=== Section Start ===

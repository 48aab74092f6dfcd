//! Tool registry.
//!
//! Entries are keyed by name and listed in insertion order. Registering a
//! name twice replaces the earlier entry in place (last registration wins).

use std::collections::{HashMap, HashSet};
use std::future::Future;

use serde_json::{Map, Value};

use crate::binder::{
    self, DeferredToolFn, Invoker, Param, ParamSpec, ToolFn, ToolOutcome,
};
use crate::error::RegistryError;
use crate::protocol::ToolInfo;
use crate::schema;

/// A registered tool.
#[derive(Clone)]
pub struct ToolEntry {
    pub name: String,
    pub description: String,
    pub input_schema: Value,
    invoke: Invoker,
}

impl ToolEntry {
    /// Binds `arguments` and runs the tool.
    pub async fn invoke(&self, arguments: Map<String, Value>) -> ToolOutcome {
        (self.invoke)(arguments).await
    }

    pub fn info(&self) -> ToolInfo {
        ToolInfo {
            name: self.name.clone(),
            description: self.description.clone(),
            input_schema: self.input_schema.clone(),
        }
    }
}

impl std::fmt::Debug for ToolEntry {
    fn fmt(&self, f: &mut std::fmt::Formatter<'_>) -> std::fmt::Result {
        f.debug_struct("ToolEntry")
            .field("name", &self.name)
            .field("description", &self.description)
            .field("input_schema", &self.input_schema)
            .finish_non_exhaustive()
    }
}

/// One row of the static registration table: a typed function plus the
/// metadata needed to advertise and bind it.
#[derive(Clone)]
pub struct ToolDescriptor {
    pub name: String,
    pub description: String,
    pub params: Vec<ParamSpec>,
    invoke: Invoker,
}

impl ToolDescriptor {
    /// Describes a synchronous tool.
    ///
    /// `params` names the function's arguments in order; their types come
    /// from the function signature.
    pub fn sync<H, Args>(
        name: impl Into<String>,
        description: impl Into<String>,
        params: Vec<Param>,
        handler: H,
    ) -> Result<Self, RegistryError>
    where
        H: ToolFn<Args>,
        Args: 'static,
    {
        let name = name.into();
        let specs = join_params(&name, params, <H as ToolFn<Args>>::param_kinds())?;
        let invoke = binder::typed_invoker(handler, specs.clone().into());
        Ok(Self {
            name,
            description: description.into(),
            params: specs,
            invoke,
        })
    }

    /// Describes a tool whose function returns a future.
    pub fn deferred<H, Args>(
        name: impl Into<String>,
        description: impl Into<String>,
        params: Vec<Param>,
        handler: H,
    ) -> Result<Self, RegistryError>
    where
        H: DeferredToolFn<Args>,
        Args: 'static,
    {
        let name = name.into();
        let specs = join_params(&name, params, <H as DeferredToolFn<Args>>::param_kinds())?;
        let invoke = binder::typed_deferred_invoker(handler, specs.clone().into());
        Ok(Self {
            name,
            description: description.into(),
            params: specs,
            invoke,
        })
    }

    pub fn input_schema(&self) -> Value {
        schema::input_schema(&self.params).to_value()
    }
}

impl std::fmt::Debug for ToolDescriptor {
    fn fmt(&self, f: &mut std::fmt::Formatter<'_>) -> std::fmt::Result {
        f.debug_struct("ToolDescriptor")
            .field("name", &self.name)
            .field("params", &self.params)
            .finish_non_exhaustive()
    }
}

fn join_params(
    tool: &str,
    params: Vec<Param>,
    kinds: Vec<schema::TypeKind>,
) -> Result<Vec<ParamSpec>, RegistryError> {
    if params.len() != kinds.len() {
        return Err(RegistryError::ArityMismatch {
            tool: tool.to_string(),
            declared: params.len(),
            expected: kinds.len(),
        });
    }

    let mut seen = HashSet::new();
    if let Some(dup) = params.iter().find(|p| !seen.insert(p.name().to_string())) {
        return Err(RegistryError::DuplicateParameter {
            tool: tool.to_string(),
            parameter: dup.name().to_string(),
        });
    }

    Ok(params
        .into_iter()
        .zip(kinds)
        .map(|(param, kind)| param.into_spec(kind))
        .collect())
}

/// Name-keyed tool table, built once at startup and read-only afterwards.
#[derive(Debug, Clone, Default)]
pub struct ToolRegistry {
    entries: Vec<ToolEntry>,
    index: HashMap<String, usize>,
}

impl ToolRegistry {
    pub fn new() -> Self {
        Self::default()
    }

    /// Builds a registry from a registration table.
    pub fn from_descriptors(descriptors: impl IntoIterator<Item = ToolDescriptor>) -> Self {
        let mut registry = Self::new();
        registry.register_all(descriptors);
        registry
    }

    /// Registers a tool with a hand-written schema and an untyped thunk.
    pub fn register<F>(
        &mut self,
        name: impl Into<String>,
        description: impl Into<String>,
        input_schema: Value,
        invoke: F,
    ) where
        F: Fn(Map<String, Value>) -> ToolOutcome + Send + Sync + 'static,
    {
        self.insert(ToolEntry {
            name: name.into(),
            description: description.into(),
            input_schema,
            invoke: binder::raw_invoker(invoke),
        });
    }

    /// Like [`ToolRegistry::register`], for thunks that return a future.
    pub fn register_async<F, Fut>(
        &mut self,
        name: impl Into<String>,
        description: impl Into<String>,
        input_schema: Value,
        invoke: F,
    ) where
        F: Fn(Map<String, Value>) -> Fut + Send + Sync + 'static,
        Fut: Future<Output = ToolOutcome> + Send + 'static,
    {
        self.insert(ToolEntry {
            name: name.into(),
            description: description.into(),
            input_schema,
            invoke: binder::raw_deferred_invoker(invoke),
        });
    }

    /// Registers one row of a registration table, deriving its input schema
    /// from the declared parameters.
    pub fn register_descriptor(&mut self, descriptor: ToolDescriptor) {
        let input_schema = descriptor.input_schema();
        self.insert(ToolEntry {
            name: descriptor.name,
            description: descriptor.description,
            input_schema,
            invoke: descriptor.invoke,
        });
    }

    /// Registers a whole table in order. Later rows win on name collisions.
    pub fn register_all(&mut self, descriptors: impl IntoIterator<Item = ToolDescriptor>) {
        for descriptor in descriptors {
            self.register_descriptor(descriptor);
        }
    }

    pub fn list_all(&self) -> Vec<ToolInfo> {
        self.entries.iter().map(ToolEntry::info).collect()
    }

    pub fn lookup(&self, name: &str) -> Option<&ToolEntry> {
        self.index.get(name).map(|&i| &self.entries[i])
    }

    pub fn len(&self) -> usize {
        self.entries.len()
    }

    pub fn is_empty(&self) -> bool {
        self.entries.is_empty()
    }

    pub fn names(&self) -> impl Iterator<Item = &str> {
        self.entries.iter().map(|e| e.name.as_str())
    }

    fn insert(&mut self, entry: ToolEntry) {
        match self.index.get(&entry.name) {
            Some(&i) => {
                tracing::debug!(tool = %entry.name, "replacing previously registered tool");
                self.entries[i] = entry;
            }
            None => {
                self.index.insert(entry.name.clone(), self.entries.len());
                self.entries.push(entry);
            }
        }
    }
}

=== Section End ===
=== Section Start ===

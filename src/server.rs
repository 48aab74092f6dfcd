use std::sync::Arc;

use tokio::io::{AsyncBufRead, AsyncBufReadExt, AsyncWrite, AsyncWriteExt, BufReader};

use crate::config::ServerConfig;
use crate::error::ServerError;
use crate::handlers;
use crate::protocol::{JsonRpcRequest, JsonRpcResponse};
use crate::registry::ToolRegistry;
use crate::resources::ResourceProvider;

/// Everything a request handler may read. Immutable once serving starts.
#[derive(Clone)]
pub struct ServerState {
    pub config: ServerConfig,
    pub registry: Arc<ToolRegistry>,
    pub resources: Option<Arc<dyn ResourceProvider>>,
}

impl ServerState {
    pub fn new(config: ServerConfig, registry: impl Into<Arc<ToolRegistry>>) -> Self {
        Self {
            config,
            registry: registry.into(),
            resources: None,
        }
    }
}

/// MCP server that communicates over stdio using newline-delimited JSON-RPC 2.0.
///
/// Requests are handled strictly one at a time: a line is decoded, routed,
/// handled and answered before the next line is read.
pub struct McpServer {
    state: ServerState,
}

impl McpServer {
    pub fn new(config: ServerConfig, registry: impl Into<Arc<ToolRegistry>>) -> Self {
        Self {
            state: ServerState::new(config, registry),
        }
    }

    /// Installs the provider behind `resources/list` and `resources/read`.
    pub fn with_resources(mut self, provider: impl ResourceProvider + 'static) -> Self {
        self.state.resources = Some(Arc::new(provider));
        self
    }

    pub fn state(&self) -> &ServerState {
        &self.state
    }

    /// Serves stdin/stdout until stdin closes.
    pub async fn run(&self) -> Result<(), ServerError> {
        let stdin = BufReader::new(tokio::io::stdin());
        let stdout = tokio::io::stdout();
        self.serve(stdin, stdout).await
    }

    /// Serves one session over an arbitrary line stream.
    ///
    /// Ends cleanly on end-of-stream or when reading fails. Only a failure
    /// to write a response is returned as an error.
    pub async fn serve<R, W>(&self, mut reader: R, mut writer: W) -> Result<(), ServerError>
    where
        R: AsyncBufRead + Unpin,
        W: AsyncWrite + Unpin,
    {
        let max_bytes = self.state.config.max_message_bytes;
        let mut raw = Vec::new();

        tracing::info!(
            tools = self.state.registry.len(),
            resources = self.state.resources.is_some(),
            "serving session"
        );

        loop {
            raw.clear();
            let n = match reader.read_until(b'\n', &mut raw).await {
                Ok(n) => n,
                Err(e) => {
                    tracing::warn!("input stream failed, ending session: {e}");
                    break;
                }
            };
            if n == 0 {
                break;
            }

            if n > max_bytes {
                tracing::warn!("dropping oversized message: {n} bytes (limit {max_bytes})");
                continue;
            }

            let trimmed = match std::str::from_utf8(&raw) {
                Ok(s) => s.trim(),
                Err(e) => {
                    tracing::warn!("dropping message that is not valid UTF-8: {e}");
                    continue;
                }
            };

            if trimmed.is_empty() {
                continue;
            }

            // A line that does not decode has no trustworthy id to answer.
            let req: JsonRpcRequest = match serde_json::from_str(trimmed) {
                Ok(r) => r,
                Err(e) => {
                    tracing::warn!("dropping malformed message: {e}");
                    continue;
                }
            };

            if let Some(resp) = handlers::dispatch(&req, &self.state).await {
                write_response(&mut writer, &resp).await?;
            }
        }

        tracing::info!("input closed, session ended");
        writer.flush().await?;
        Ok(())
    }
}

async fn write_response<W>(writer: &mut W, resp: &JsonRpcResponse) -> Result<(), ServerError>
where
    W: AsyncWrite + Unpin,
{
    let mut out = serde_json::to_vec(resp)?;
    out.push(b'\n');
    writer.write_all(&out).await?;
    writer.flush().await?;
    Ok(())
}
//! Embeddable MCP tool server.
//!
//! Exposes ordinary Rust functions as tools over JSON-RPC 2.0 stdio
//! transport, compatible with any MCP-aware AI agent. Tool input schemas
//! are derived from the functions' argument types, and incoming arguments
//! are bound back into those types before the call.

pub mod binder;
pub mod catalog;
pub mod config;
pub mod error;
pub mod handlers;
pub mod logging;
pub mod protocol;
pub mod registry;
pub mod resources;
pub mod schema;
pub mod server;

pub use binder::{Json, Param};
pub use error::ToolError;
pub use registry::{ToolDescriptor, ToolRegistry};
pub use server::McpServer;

=== Section End ===
=== Section Start ===

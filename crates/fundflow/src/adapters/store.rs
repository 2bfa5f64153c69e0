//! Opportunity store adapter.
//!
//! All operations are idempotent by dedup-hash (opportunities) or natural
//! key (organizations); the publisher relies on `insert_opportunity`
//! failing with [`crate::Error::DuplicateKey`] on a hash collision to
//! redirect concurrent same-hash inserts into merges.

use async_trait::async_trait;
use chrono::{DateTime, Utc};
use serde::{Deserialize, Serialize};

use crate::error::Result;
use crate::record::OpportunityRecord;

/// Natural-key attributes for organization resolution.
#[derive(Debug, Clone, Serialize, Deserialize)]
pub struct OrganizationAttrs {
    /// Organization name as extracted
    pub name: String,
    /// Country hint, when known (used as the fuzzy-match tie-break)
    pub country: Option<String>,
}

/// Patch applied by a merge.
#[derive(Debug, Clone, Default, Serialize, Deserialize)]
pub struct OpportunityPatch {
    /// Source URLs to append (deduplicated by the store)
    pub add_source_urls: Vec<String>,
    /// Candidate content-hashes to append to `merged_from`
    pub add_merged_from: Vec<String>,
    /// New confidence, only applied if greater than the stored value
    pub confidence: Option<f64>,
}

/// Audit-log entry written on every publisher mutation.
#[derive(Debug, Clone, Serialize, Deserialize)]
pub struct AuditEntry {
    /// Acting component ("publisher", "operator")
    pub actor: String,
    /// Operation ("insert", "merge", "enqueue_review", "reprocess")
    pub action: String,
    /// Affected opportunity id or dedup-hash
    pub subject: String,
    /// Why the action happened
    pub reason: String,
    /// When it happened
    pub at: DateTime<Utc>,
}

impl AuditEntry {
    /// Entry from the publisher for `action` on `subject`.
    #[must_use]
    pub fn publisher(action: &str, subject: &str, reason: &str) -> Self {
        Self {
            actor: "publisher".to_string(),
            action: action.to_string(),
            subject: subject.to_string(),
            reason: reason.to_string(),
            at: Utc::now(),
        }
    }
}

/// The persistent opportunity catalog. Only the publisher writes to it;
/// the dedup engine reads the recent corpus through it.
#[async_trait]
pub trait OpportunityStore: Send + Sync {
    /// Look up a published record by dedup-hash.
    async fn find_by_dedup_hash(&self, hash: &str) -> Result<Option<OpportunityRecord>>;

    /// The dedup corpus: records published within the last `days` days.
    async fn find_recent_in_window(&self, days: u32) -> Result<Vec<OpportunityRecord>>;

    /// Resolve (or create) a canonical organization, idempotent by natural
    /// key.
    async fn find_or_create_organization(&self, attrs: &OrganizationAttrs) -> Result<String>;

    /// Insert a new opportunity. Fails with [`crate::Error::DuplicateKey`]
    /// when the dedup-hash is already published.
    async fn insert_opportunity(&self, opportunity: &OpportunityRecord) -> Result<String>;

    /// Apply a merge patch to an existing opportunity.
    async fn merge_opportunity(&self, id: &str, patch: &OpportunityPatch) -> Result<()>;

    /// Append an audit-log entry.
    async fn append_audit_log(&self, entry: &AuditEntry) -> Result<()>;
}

=== Section End ===

> WHAT TO WORK ON: Provide the number of lines in these entries that hold the word "JsonRpcRequest", without any accompanying text.

> TASK RESPONSE: 2